Durante l’adolescenza ho avuto due idoli: Michael Jordan e il cantante degli U2. Quando la passione per il basket è diminuita, è cresciuta quella per la musica, dal momento in cui, con un certo ritardo, ho ascoltato un live dello Zoo Tv Tour, la serie di concerti che ha seguito Achtung Baby. Sono rimasto folgorato: era melodia, bellezza, struggimento e romanticismo, era (ed è) tutto quello che vorrei essere io se fossi una canzone.
Michael, artista assoluto, miglior giocatore di basket di tutti i tempi, purtroppo non l’ho mai incontrato, ma Bono sì.

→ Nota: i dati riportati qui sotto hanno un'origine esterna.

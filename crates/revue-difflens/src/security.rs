//! Naive security indicators over the added lines of a diff.
//!
//! Only lines that start with `+` (and not `+++`) are looked at. An added
//! line whose content itself begins with `++` is therefore skipped.

use std::sync::OnceLock;

use regex::{Regex, RegexBuilder};
use revue_core::{SecurityIssue, Severity};

/// One indicator: a case-insensitive pattern and what a match means.
#[derive(Debug, Clone)]
pub struct SecurityRule {
    /// Tested against each trimmed added line.
    pub pattern: Regex,
    /// Severity of every issue this rule raises.
    pub severity: Severity,
    /// Copied into every issue this rule raises.
    pub description: &'static str,
}

impl SecurityRule {
    /// Build a rule from an already compiled pattern.
    pub fn new(pattern: Regex, severity: Severity, description: &'static str) -> Self {
        Self {
            pattern,
            severity,
            description,
        }
    }

    fn builtin(pattern: &str, severity: Severity, description: &'static str) -> Self {
        let pattern = RegexBuilder::new(pattern)
            .case_insensitive(true)
            .build()
            .expect("valid regex");
        Self::new(pattern, severity, description)
    }
}

/// Built-in indicators, in reporting order.
pub fn default_rules() -> &'static [SecurityRule] {
    static RULES: OnceLock<Vec<SecurityRule>> = OnceLock::new();
    RULES.get_or_init(|| {
        vec![
            SecurityRule::builtin(
                r"password|secret|token|key",
                Severity::High,
                "Potential hardcoded credentials",
            ),
            SecurityRule::builtin(r"eval\s*\(", Severity::High, "Unsafe eval() usage"),
            SecurityRule::builtin(r"exec\s*\(", Severity::Medium, "Command execution detected"),
            SecurityRule::builtin(
                r"innerHTML|outerHTML",
                Severity::Medium,
                "Potential XSS vulnerability",
            ),
            SecurityRule::builtin(r"sql\s*=", Severity::Medium, "Potential SQL injection"),
        ]
    })
}

/// The added lines of a diff, `+` stripped and trimmed, in order.
///
/// # Examples
///
/// ```
/// use revue_difflens::security::added_lines;
///
/// let diff = "+++ b/a.js\n@@ -0,0 +1,2 @@\n+  let a = 1;\n-let b;\n+\n";
/// assert_eq!(added_lines(diff), vec!["let a = 1;", ""]);
/// ```
pub fn added_lines(diff_text: &str) -> Vec<&str> {
    diff_text
        .split('\n')
        .filter(|line| line.starts_with('+') && !line.starts_with("+++"))
        .map(|line| line[1..].trim())
        .collect()
}

/// Scans added lines against an ordered rule table.
///
/// # Examples
///
/// ```
/// use revue_core::Severity;
/// use revue_difflens::security::SecurityScanner;
///
/// let issues = SecurityScanner::default().scan("+el.innerHTML = html;", "ui.js");
/// assert_eq!(issues.len(), 1);
/// assert_eq!(issues[0].severity, Severity::Medium);
/// assert_eq!(issues[0].line, Some(1));
/// ```
#[derive(Debug, Clone)]
pub struct SecurityScanner {
    rules: Vec<SecurityRule>,
}

impl Default for SecurityScanner {
    fn default() -> Self {
        Self {
            rules: default_rules().to_vec(),
        }
    }
}

impl SecurityScanner {
    /// Use a custom rule table instead of the built-in one.
    pub fn with_rules(rules: Vec<SecurityRule>) -> Self {
        Self { rules }
    }

    /// Flag every (added line, rule) pair that matches, ordered by line
    /// and then by rule.
    pub fn scan(&self, diff_text: &str, file_path: &str) -> Vec<SecurityIssue> {
        scan_with(&self.rules, diff_text, file_path)
    }
}

/// Scan with the built-in rules.
///
/// # Examples
///
/// ```
/// use revue_difflens::security::scan;
///
/// let diff = "+++ b/auth.ts\n+  const password = \"abc123\";\n";
/// let issues = scan(diff, "auth.ts");
/// assert_eq!(issues.len(), 1);
/// assert_eq!(issues[0].description, "Potential hardcoded credentials");
/// ```
pub fn scan(diff_text: &str, file_path: &str) -> Vec<SecurityIssue> {
    scan_with(default_rules(), diff_text, file_path)
}

fn scan_with(rules: &[SecurityRule], diff_text: &str, file_path: &str) -> Vec<SecurityIssue> {
    let mut issues = Vec::new();
    for (idx, line) in added_lines(diff_text).into_iter().enumerate() {
        for rule in rules.iter().filter(|r| r.pattern.is_match(line)) {
            issues.push(SecurityIssue {
                file: file_path.to_string(),
                line: Some(idx as u32 + 1),
                severity: rule.severity,
                description: rule.description.to_string(),
            });
        }
    }
    issues
}
impl Totals {
    fn add(mut self, file: FileMetrics, issues: Vec<SecurityIssue>) -> Self {
        self.result.lines_added += file.insertions;
        self.result.lines_removed += file.deletions;
        self.result.files_changed += 1;
        self.result.complexity_score += file.complexity;
        self.result.security_issues.extend(issues);
        self.per_file.push(file);
        self
    }

    fn finish(mut self) -> (CodeMetricsResult, Vec<FileMetrics>) {
        if self.result.files_changed > 0 {
            self.result.complexity_score =
                round2(self.result.complexity_score / self.result.files_changed as f64);
        }
        (self.result, self.per_file)
    }
}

Era il marzo del 2001, l’anno in cui mi sono laureato. Dopo essere diventato l’ennesimo, inutile, dottore in giurisprudenza, ho preso un volo per New York e poi da lì, in un delirante triangolo, sono andato a Dublino, insieme a due amici. Uno di loro studiava In Irlanda e, per risparmiare due sterline, ci aveva trovato un appartamento senza riscaldamento in periferia, nel quartiere di Stillorgan, dove i nomi delle vie contengono tutti la parola “Stillorgan” e nemmeno i tassisti sanno riportarti a casa (eh sì, è proprio come se quelle vie non avessero nome): ti scaricano in un punto imprecisato del mazzo di strade tutte uguali e ti devi arrangiare.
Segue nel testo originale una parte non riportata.